The Federal Reserve is stepping in again in an attempt to smooth global lending markets, this time by lending dollars to other central banks in exchange for Treasuries.
WASHINGTON – The Federal Reserve is stepping in once again in an attempt to smooth global lending markets, this time by lending dollars to other central banks in exchange for Treasuries.
The new lending program will allow other central banks to access dollars without having to sell Treasury securities. Excessive selling of treasury bills usually causes their interest rates or yields to rise, making borrowing more expensive. The Fed is trying to prevent this.
“This facility should help support the proper functioning of the US Treasury market by providing an alternative temporary source of US dollars other than the sale of securities on the open market,” he said in a statement.
Foreign central banks typically lend dollars to their country’s banks, which do much of their business in dollars.
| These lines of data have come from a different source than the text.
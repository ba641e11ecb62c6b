// Team rosters and trade simulation on private copies.

use std::collections::HashMap;

use serde::{Deserialize, Serialize};

use crate::position::Position;
use crate::valuation::{PlayerValue, ValuationIndex};

/// The players a fantasy team currently owns.
#[derive(Debug, Clone, PartialEq, Eq, Serialize, Deserialize)]
pub struct TeamRoster {
    pub team: String,
    pub players: Vec<String>,
}

impl TeamRoster {
    pub fn new(team: &str, players: &[&str]) -> Self {
        TeamRoster {
            team: team.to_string(),
            players: players.iter().map(|p| p.to_string()).collect(),
        }
    }

    /// Return a copy of this roster with `sends` removed and `receives` added.
    /// `self` is left untouched.
    pub fn after_trade(&self, sends: &[PlayerValue], receives: &[PlayerValue]) -> TeamRoster {
        let mut players: Vec<String> = self
            .players
            .iter()
            .filter(|id| !sends.iter().any(|p| &p.id == *id))
            .cloned()
            .collect();
        for p in receives {
            if !players.contains(&p.id) {
                players.push(p.id.clone());
            }
        }
        TeamRoster {
            team: self.team.clone(),
            players,
        }
    }

    /// Number of valued players at each position. Ids missing from the index
    /// are not counted.
    pub fn position_counts(&self, index: &ValuationIndex) -> HashMap<Position, usize> {
        let mut counts: HashMap<Position, usize> =
            Position::ALL.iter().map(|&pos| (pos, 0)).collect();
        for player in index.resolve(&self.players) {
            *counts.entry(player.position).or_insert(0) += 1;
        }
        counts
    }
}

#[cfg(test)]
mod tests {
    use super::*;

    fn index() -> ValuationIndex {
        ValuationIndex::new(vec![
            PlayerValue::new("qb1", "QB One", Position::Quarterback, 30.0),
            PlayerValue::new("rb1", "RB One", Position::RunningBack, 25.0),
            PlayerValue::new("rb2", "RB Two", Position::RunningBack, 20.0),
            PlayerValue::new("wr9", "WR Nine", Position::WideReceiver, 12.0),
        ])
    }

    #[test]
    fn after_trade_does_not_mutate_original() {
        let idx = index();
        let roster = TeamRoster::new("A", &["qb1", "rb1", "rb2"]);
        let sends = vec![idx.get("rb1").unwrap().clone()];
        let receives = vec![idx.get("wr9").unwrap().clone()];

        let traded = roster.after_trade(&sends, &receives);

        assert_eq!(roster.players, vec!["qb1", "rb1", "rb2"]);
        assert_eq!(traded.players, vec!["qb1", "rb2", "wr9"]);
        assert_eq!(traded.team, "A");
    }

    #[test]
    fn position_counts_ignore_unknown_ids() {
        let roster = TeamRoster::new("A", &["qb1", "rb1", "rb2", "ghost"]);
        let counts = roster.position_counts(&index());
        assert_eq!(counts[&Position::Quarterback], 1);
        assert_eq!(counts[&Position::RunningBack], 2);
        assert_eq!(counts[&Position::WideReceiver], 0);
        assert_eq!(counts[&Position::TightEnd], 0);
    }
}
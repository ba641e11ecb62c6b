// Trade validation gates and scoring.
//
// A candidate must pass fairness, roster viability and meaningful impact, in
// that order. Survivors are scored and returned best first.

use std::collections::{BTreeMap, HashMap};

use tracing::debug;

use crate::config::{LineupConfig, TradePolicy};
use crate::lineup::evaluate_lineup;
use crate::position::Position;
use crate::roster::TeamRoster;
use crate::stats::round_tenth;
use crate::trade::{CandidateTrade, TradeKind, ValidatedTrade};
use crate::valuation::{PlayerValue, ValuationIndex};

/// Bonus for a balanced 2-for-2 swap.
pub const TWO_FOR_TWO_BONUS: f64 = 5.0;
/// Penalty per value-gap percentage point while within the threshold.
pub const FAIR_PENALTY_PER_PCT: f64 = 10.0;
/// Penalty per percentage point beyond the threshold.
pub const UNFAIR_PENALTY_PER_PCT: f64 = 50.0;
/// Applied when either side gains less than the minimum.
pub const LOW_GAIN_PENALTY: f64 = 20.0;
/// Applied per player beyond `COMPLEXITY_FREE_PLAYERS`.
pub const PER_EXTRA_PLAYER_PENALTY: f64 = 5.0;
pub const COMPLEXITY_FREE_PLAYERS: usize = 4;

// Absorbs representation error in `threshold * 100`.
const PCT_EPSILON: f64 = 1e-9;

/// Why a candidate was dropped.
#[derive(Debug, Clone, Copy, PartialEq, Eq, Hash)]
pub enum Rejection {
    Unfair,
    RosterShortfall,
    InsufficientGain,
}

// ---------------------------------------------------------------------------
// Scoring
// ---------------------------------------------------------------------------

/// Desirability score for a trade that already has its gains and fairness
/// computed. Never negative.
pub fn score_trade(
    trade: &CandidateTrade,
    team_a_gain: f64,
    team_b_gain: f64,
    value_delta_pct: f64,
    policy: &TradePolicy,
) -> f64 {
    let mut score = team_a_gain + team_b_gain;

    if trade.kind == TradeKind::TwoForTwo {
        score += TWO_FOR_TWO_BONUS;
    }

    let threshold_pct = policy.fairness_threshold_pct();
    if value_delta_pct <= threshold_pct + PCT_EPSILON {
        score -= FAIR_PENALTY_PER_PCT * value_delta_pct;
    } else {
        score -= UNFAIR_PENALTY_PER_PCT * (value_delta_pct - threshold_pct);
    }

    if team_a_gain < policy.min_starter_gain || team_b_gain < policy.min_starter_gain {
        score -= LOW_GAIN_PENALTY;
    }
    let extra_players = trade.player_count().saturating_sub(COMPLEXITY_FREE_PLAYERS);
    score -= PER_EXTRA_PLAYER_PENALTY * extra_players as f64;

    score.max(0.0)
}

// ---------------------------------------------------------------------------
// Validator
// ---------------------------------------------------------------------------

/// Applies the three gates against a fixed league state.
///
/// Baseline starter totals are computed once per team at construction; every
/// simulated trade works on roster copies.
pub struct TradeValidator<'a> {
    index: &'a ValuationIndex,
    rosters: &'a BTreeMap<String, TeamRoster>,
    lineup: &'a LineupConfig,
    baseline: HashMap<String, f64>,
}

impl<'a> TradeValidator<'a> {
    pub fn new(
        index: &'a ValuationIndex,
        rosters: &'a BTreeMap<String, TeamRoster>,
        lineup: &'a LineupConfig,
    ) -> Self {
        let baseline = rosters
            .iter()
            .map(|(team, roster)| {
                let total = evaluate_lineup(&roster.players, index, lineup).total();
                (team.clone(), total)
            })
            .collect();
        TradeValidator {
            index,
            rosters,
            lineup,
            baseline,
        }
    }

    /// Summed value of one side, preferring the index over the embedded value.
    pub fn side_value(&self, players: &[PlayerValue]) -> f64 {
        players
            .iter()
            .map(|p| self.index.value_of(&p.id).unwrap_or(p.value))
            .sum()
    }

    /// Returns `(is_fair, value_delta_pct)`. A side worth nothing is unfair
    /// with a gap of 100%. The gate compares the rounded percentage, so a
    /// 12.04% gap passes a 12% threshold.
    pub fn check_fairness(&self, trade: &CandidateTrade, threshold_pct: f64) -> (bool, f64) {
        let a_value = self.side_value(&trade.team_a_sends);
        let b_value = self.side_value(&trade.team_b_sends);
        if a_value <= 0.0 || b_value <= 0.0 {
            return (false, 100.0);
        }
        let pct = round_tenth((a_value - b_value).abs() / a_value.max(b_value) * 100.0);
        (pct <= threshold_pct + PCT_EPSILON, pct)
    }

    /// Both rosters still meet every positional starter minimum after the
    /// swap. Teams without a roster are not checked.
    pub fn check_roster_viability(&self, trade: &CandidateTrade) -> bool {
        let sides = [
            (&trade.team_a, &trade.team_a_sends, &trade.team_b_sends),
            (&trade.team_b, &trade.team_b_sends, &trade.team_a_sends),
        ];
        sides.iter().all(|(team, sends, receives)| {
            let Some(roster) = self.rosters.get(team.as_str()) else {
                return true;
            };
            let mut counts: HashMap<Position, isize> = roster
                .position_counts(self.index)
                .into_iter()
                .map(|(pos, n)| (pos, n as isize))
                .collect();
            for p in sends.iter() {
                *counts.entry(p.position).or_insert(0) -= 1;
            }
            for p in receives.iter() {
                *counts.entry(p.position).or_insert(0) += 1;
            }
            Position::ALL.iter().all(|pos| {
                counts.get(pos).copied().unwrap_or(0) >= self.lineup.required(*pos) as isize
            })
        })
    }

    /// Starter TOTAL improvement for each side, rounded to one decimal.
    /// `(0.0, 0.0)` when either roster is unknown.
    pub fn starter_impact(&self, trade: &CandidateTrade) -> (f64, f64) {
        let (Some(roster_a), Some(roster_b)) = (
            self.rosters.get(&trade.team_a),
            self.rosters.get(&trade.team_b),
        ) else {
            return (0.0, 0.0);
        };
        let gain = |roster: &TeamRoster, sends: &[PlayerValue], receives: &[PlayerValue]| {
            let before = match self.baseline.get(&roster.team) {
                Some(total) => *total,
                None => evaluate_lineup(&roster.players, self.index, self.lineup).total(),
            };
            let after_roster = roster.after_trade(sends, receives);
            let after = evaluate_lineup(&after_roster.players, self.index, self.lineup).total();
            round_tenth(after - before)
        };
        (
            gain(roster_a, &trade.team_a_sends, &trade.team_b_sends),
            gain(roster_b, &trade.team_b_sends, &trade.team_a_sends),
        )
    }

    /// Run every gate; on success the trade is scored.
    pub fn check(
        &self,
        trade: &CandidateTrade,
        policy: &TradePolicy,
    ) -> Result<ValidatedTrade, Rejection> {
        self.check_against(trade, policy, policy)
    }

    /// Gate with `gates` but score with `scoring`. The relaxation ladder
    /// loosens only the gates, so a trade admitted below the configured
    /// minimums still pays the configured penalties.
    pub fn check_against(
        &self,
        trade: &CandidateTrade,
        gates: &TradePolicy,
        scoring: &TradePolicy,
    ) -> Result<ValidatedTrade, Rejection> {
        let (is_fair, value_delta_pct) =
            self.check_fairness(trade, gates.fairness_threshold_pct());
        if !is_fair {
            return Err(Rejection::Unfair);
        }
        if !self.check_roster_viability(trade) {
            return Err(Rejection::RosterShortfall);
        }
        let (team_a_gain, team_b_gain) = self.starter_impact(trade);
        if team_a_gain < gates.min_starter_gain || team_b_gain < gates.min_starter_gain {
            return Err(Rejection::InsufficientGain);
        }

        let trade_score = score_trade(trade, team_a_gain, team_b_gain, value_delta_pct, scoring);
        Ok(ValidatedTrade {
            trade: trade.clone(),
            team_a_gain,
            team_b_gain,
            value_delta_pct,
            trade_score,
            is_fair,
        })
    }

    pub fn validate(&self, trade: &CandidateTrade, policy: &TradePolicy) -> Option<ValidatedTrade> {
        self.check(trade, policy).ok()
    }

    /// Validate every candidate and sort the survivors by score descending.
    /// Equal scores keep candidate order.
    pub fn validate_all(
        &self,
        candidates: &[CandidateTrade],
        policy: &TradePolicy,
    ) -> Vec<ValidatedTrade> {
        self.validate_all_against(candidates, policy, policy)
    }

    /// `validate_all` with separate gating and scoring policies.
    pub fn validate_all_against(
        &self,
        candidates: &[CandidateTrade],
        gates: &TradePolicy,
        scoring: &TradePolicy,
    ) -> Vec<ValidatedTrade> {
        let mut rejected: HashMap<Rejection, usize> = HashMap::new();
        let mut valid = Vec::new();
        for trade in candidates {
            match self.check_against(trade, gates, scoring) {
                Ok(v) => valid.push(v),
                Err(reason) => *rejected.entry(reason).or_insert(0) += 1,
            }
        }

        debug!(
            "validated {} of {} candidates (unfair: {}, roster: {}, impact: {})",
            valid.len(),
            candidates.len(),
            rejected.get(&Rejection::Unfair).copied().unwrap_or(0),
            rejected.get(&Rejection::RosterShortfall).copied().unwrap_or(0),
            rejected.get(&Rejection::InsufficientGain).copied().unwrap_or(0),
        );

        sort_by_score(&mut valid);
        valid
    }
}

/// Stable sort, highest score first.
pub fn sort_by_score(trades: &mut [ValidatedTrade]) {
    trades.sort_by(|a, b| {
        b.trade_score
            .partial_cmp(&a.trade_score)
            .unwrap_or(std::cmp::Ordering::Equal)
    });
}
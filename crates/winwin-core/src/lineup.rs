// Lineup evaluator: optimal starting-lineup value split by slot.
//
// For each position the top N rostered players (by value) start. Every
// FLEX-eligible player left over joins a shared pool, and the best of that
// pool fill the FLEX slot(s).

use std::cmp::Ordering;
use std::collections::HashMap;

use serde::{Deserialize, Serialize};

use crate::config::LineupConfig;
use crate::position::{LineupSlot, Position};
use crate::valuation::{PlayerValue, ValuationIndex};

// ---------------------------------------------------------------------------
// Starter values
// ---------------------------------------------------------------------------

/// Starting-lineup value per slot. TOTAL is always derived from the other
/// five, never stored.
#[derive(Debug, Clone, Copy, Default, PartialEq, Serialize, Deserialize)]
pub struct StarterValues {
    pub qb: f64,
    pub rb: f64,
    pub wr: f64,
    pub te: f64,
    pub flex: f64,
}

impl StarterValues {
    pub fn total(&self) -> f64 {
        self.qb + self.rb + self.wr + self.te + self.flex
    }

    pub fn get(&self, slot: LineupSlot) -> f64 {
        match slot {
            LineupSlot::Qb => self.qb,
            LineupSlot::Rb => self.rb,
            LineupSlot::Wr => self.wr,
            LineupSlot::Te => self.te,
            LineupSlot::Flex => self.flex,
            LineupSlot::Total => self.total(),
        }
    }

    fn slot_mut(&mut self, pos: Position) -> &mut f64 {
        match pos {
            Position::Quarterback => &mut self.qb,
            Position::RunningBack => &mut self.rb,
            Position::WideReceiver => &mut self.wr,
            Position::TightEnd => &mut self.te,
        }
    }
}

fn by_value_desc(a: &PlayerValue, b: &PlayerValue) -> Ordering {
    b.value.partial_cmp(&a.value).unwrap_or(Ordering::Equal)
}

// ---------------------------------------------------------------------------
// Evaluation
// ---------------------------------------------------------------------------

/// Compute the best starting lineup for a roster of player ids.
///
/// Ids absent from the index contribute nothing. An empty roster, or one with
/// no valued players, yields all zeros.
pub fn evaluate_lineup(
    player_ids: &[String],
    index: &ValuationIndex,
    lineup: &LineupConfig,
) -> StarterValues {
    let pools = PositionPools::from_ids(player_ids, index);
    let mut values = StarterValues::default();
    let mut flex_pool: Vec<&PlayerValue> = Vec::new();

    for pos in Position::ALL {
        let players = pools.players(pos);
        let required = lineup.required(pos).min(players.len());
        let (starters, bench) = players.split_at(required);

        *values.slot_mut(pos) = starters.iter().map(|p| p.value).sum();

        if lineup.is_flex_eligible(pos) {
            flex_pool.extend(bench.iter());
        }
    }

    flex_pool.sort_by(|a, b| by_value_desc(a, b));
    values.flex = flex_pool.iter().take(lineup.flex).map(|p| p.value).sum();

    values
}

// ---------------------------------------------------------------------------
// Position pools
// ---------------------------------------------------------------------------

/// A team's valued players bucketed by position, each bucket sorted by value
/// descending. Ties keep roster order.
#[derive(Debug, Clone, Default)]
pub struct PositionPools {
    by_position: HashMap<Position, Vec<PlayerValue>>,
}

impl PositionPools {
    pub fn from_ids(player_ids: &[String], index: &ValuationIndex) -> Self {
        let mut by_position: HashMap<Position, Vec<PlayerValue>> = HashMap::new();
        for player in index.resolve(player_ids) {
            by_position
                .entry(player.position)
                .or_default()
                .push(player.clone());
        }
        for players in by_position.values_mut() {
            players.sort_by(by_value_desc);
        }
        PositionPools { by_position }
    }

    pub fn players(&self, pos: Position) -> &[PlayerValue] {
        self.by_position.get(&pos).map(Vec::as_slice).unwrap_or(&[])
    }

    /// Players in rank range `[start, end)` for the position behind `slot`.
    /// FLEX and TOTAL have no dedicated pool and always return empty.
    pub fn ranked(&self, slot: LineupSlot, start: usize, end: usize) -> &[PlayerValue] {
        let Some(pos) = slot.position() else {
            return &[];
        };
        let players = self.players(pos);
        let end = end.min(players.len());
        let start = start.min(end);
        &players[start..end]
    }
}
The Fed has already expanded dollar “swap lines” with 14 central banks to swap dollars for an equal amount of currencies. The new program will allow central banks to sell Treasuries to the Fed, with an agreement to buy them back the next day – an operation known as a “repo” or repo. Central banks pay a low interest rate on what is essentially an overnight cash loans , which can be renewed.
As the coronavirus disrupted economies and financial markets, banks and other financial institutions have sought to sell Treasuries and other securities to raise cash. This selling pressure on some days pushed up Treasury yields and clogged financial markets as sellers struggled to find buyers. The Fed’s foreign lending program will allow foreign central banks to convert treasury bills into cash without having to sell them.
The program will begin on April 6 and run for at least six months, the Fed said.